»»

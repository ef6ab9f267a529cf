//! Execution of synthesized code in a separate process.
//!
//! The sandbox writes code to a fixed file in a working directory, runs the
//! configured interpreter there under a wall-clock timeout, and reports
//! which artifact files appeared. It isolates resources (directory,
//! process lifetime), not privileges: it is not a security boundary.

mod report;
mod snapshot;

pub use report::{SandboxExecutionReport, SandboxOutcome, STDERR_MARKER, TRUNCATED_MARKER};

use crate::cancellation::CancellationToken;
use crate::config::SandboxConfig;
use crate::core::Artifact;
use crate::errors::SandboxError;
use parking_lot::Mutex;
use sha2::{Digest, Sha256};
use std::collections::BTreeSet;
use std::path::Path;
use std::process::{ExitStatus, Stdio};
use std::sync::Arc;
use std::time::{Duration, Instant};
use tokio::io::{AsyncRead, AsyncReadExt};
use tokio::process::Command;
use tokio::task::JoinHandle;
use tracing::{debug, info, warn};

/// Upper bound on captured bytes per stream.
const MAX_CAPTURE_BYTES: usize = 1024 * 1024;


enum Ending {
    Exited(ExitStatus),
    TimedOut,
    Cancelled(String),
}

/// Runs synthesized code.
#[derive(Debug, Clone)]
pub struct Sandbox {
    config: SandboxConfig,
    producer: String,
}

impl Sandbox {
    /// Creates a sandbox with the given configuration.
    #[must_use]
    pub fn new(config: SandboxConfig) -> Self {
        Self {
            config,
            producer: "sandbox".to_string(),
        }
    }

    /// Sets the `produced_by` tag recorded on artifacts.
    #[must_use]
    pub fn with_producer(mut self, producer: impl Into<String>) -> Self {
        self.producer = producer.into();
        self
    }

    /// Returns the configuration.
    #[must_use]
    pub fn config(&self) -> &SandboxConfig {
        &self.config
    }

    /// Runs `code` in `workdir` with a timeout.
    ///
    /// # Errors
    ///
    /// Returns [`SandboxError`] only if the directory cannot be prepared,
    /// the script cannot be written or the interpreter cannot be started.
    /// Once the process is running, every ending is an ordinary report.
    pub async fn run(
        &self,
        code: &str,
        workdir: &Path,
        timeout: Duration,
    ) -> Result<SandboxExecutionReport, SandboxError> {
        self.execute(code, workdir, timeout, None).await
    }

    /// Like [`Sandbox::run`], also killing the process when `token` is cancelled.
    ///
    /// # Errors
    ///
    /// Same as [`Sandbox::run`].
    pub async fn run_cancellable(
        &self,
        code: &str,
        workdir: &Path,
        timeout: Duration,
        token: &CancellationToken,
    ) -> Result<SandboxExecutionReport, SandboxError> {
        self.execute(code, workdir, timeout, Some(token)).await
    }

    async fn execute(
        &self,
        code: &str,
        workdir: &Path,
        timeout: Duration,
        token: Option<&CancellationToken>,
    ) -> Result<SandboxExecutionReport, SandboxError> {
        let workdir_error = |source| SandboxError::Workdir {
            path: workdir.to_path_buf(),
            source,
        };

        tokio::fs::create_dir_all(workdir).await.map_err(workdir_error)?;
        let workdir = tokio::fs::canonicalize(workdir).await.map_err(workdir_error)?;
        let before = snapshot::artifact_files(&workdir, &self.config)
            .await
            .map_err(workdir_error)?;

        let script_path = workdir.join(&self.config.script_name);
        tokio::fs::write(&script_path, code)
            .await
            .map_err(|source| SandboxError::WriteScript {
                path: script_path.clone(),
                source,
            })?;
        let code_sha256 = hex::encode(Sha256::digest(code.as_bytes()));

        debug!(
            interpreter = %self.config.interpreter,
            script = %script_path.display(),
            sha256 = %code_sha256,
            "Launching sandbox process"
        );

        let mut command = Command::new(&self.config.interpreter);
        command
            .args(&self.config.args)
            .arg(&self.config.script_name)
            .current_dir(&workdir)
            .stdin(Stdio::null())
            .stdout(Stdio::piped())
            .stderr(Stdio::piped())
            .kill_on_drop(true);
        // Own group, so anything the script forks can be killed with it.
        #[cfg(unix)]
        command.process_group(0);

        let started = Instant::now();
        let mut child = command.spawn().map_err(|source| SandboxError::Launch {
            interpreter: self.config.interpreter.clone(),
            source,
        })?;
        let pid = child.id();

        let stdout = child.stdout.take().map(capture);
        let stderr = child.stderr.take().map(capture);

        let cancelled = async {
            match token {
                Some(token) => token.cancelled().await,
                None => std::future::pending().await,
            }
        };

        let ending = tokio::select! {
            status = child.wait() => Ending::Exited(status.map_err(SandboxError::Wait)?),
            () = tokio::time::sleep(timeout) => Ending::TimedOut,
            reason = cancelled => Ending::Cancelled(reason),
        };

        let status = match &ending {
            Ending::Exited(status) => *status,
            Ending::TimedOut | Ending::Cancelled(_) => {
                kill_process_group(pid);
                if let Err(e) = child.start_kill() {
                    warn!(error = %e, "Failed to signal sandbox process");
                }
                child.wait().await.map_err(SandboxError::Wait)?
            }
        };
        let duration = started.elapsed();
        // Background jobs must not outlive the run, even after a clean exit.
        kill_process_group(pid);

        let grace = self.config.reader_grace();
        let (stdout, stderr) = futures::join!(collect(stdout, grace), collect(stderr, grace));

        let (timed_out, cancelled) = match &ending {
            Ending::Exited(_) => (false, false),
            Ending::TimedOut => {
                warn!(timeout_secs = timeout.as_secs_f64(), "Sandbox process timed out and was killed");
                (true, false)
            }
            Ending::Cancelled(reason) => {
                warn!(reason = %reason, "Sandbox process cancelled and was killed");
                (false, true)
            }
        };

        let (artifacts, snapshot_error) = match snapshot::artifact_files(&workdir, &self.config).await {
            Ok(after) => (
                after
                    .difference(&before)
                    .filter(|path| **path != script_path)
                    .map(|path| Artifact::discovered(path.clone(), self.producer.clone()))
                    .collect(),
                None,
            ),
            Err(e) => {
                warn!(error = %e, workdir = %workdir.display(), "Artifact scan after sandbox run failed");
                (BTreeSet::new(), Some(e.to_string()))
            }
        };

        let report = SandboxExecutionReport {
            exit_status: status.code(),
            stdout,
            stderr,
            timed_out,
            cancelled,
            artifacts,
            duration,
            script_path,
            code_sha256,
            snapshot_error,
        };

        info!(
            exit_status = ?report.exit_status,
            timed_out = report.timed_out,
            cancelled = report.cancelled,
            artifacts = report.artifacts.len(),
            duration_ms = u64::try_from(duration.as_millis()).unwrap_or(u64::MAX),
            "Sandbox run finished"
        );

        Ok(report)
    }
}

/// Sends SIGKILL to the process group led by `pid`.
#[cfg(unix)]
fn kill_process_group(pid: Option<u32>) {
    use nix::errno::Errno;
    use nix::sys::signal::{killpg, Signal};
    use nix::unistd::Pid;

    let Some(pid) = pid.and_then(|pid| i32::try_from(pid).ok()) else {
        return;
    };
    match killpg(Pid::from_raw(pid), Signal::SIGKILL) {
        Ok(()) | Err(Errno::ESRCH) => {}
        Err(e) => warn!(error = %e, pgid = pid, "Failed to kill sandbox process group"),
    }
}

#[cfg(not(unix))]
fn kill_process_group(_pid: Option<u32>) {}

#[derive(Default)]
struct CaptureBuffer {
    bytes: Vec<u8>,
    truncated: bool,
}

impl CaptureBuffer {
    fn push(&mut self, chunk: &[u8]) {
        let room = MAX_CAPTURE_BYTES.saturating_sub(self.bytes.len());
        if chunk.len() > room {
            self.truncated = true;
        }
        self.bytes.extend_from_slice(&chunk[..chunk.len().min(room)]);
    }

    fn take_text(&mut self) -> String {
        let mut text = String::from_utf8_lossy(&std::mem::take(&mut self.bytes)).into_owned();
        if self.truncated {
            if !text.is_empty() && !text.ends_with('\n') {
                text.push('\n');
            }
            text.push_str(TRUNCATED_MARKER);
            text.push('\n');
        }
        text
    }
}

type Captured = (JoinHandle<()>, Arc<Mutex<CaptureBuffer>>);

/// Drains a pipe into a shared buffer so partial output survives an
/// abandoned reader.
fn capture<R>(mut pipe: R) -> Captured
where
    R: AsyncRead + Unpin + Send + 'static,
{
    let buffer = Arc::new(Mutex::new(CaptureBuffer::default()));
    let sink = buffer.clone();
    let handle = tokio::spawn(async move {
        let mut chunk = [0u8; 8192];
        loop {
            match pipe.read(&mut chunk).await {
                Ok(0) | Err(_) => break,
                Ok(n) => sink.lock().push(&chunk[..n]),
            }
        }
    });
    (handle, buffer)
}

/// Waits up to `grace` for a reader to hit EOF, then takes what it has.
///
/// A grandchild that inherited the pipe can hold it open after the
/// interpreter is gone.
async fn collect(captured: Option<Captured>, grace: Duration) -> String {
    let Some((handle, buffer)) = captured else {
        return String::new();
    };
    let abort = handle.abort_handle();
    if tokio::time::timeout(grace, handle).await.is_err() {
        abort.abort();
        debug!("Sandbox output pipe still open after grace period");
    }
    let text = buffer.lock().take_text();
    text
}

««

**What you will do**
Scan the material above for the string "timeout". Return each line where it occurs.

**Response to this exercise**
//! configured interpreter there under a wall-clock timeout, and reports
    /// Runs `code` in `workdir` with a timeout.
        timeout: Duration,
        self.execute(code, workdir, timeout, None).await
        timeout: Duration,
        self.execute(code, workdir, timeout, Some(token)).await
        timeout: Duration,
            () = tokio::time::sleep(timeout) => Ending::TimedOut,
                warn!(timeout_secs = timeout.as_secs_f64(), "Sandbox process timed out and was killed");
    if tokio::time::timeout(grace, handle).await.is_err() {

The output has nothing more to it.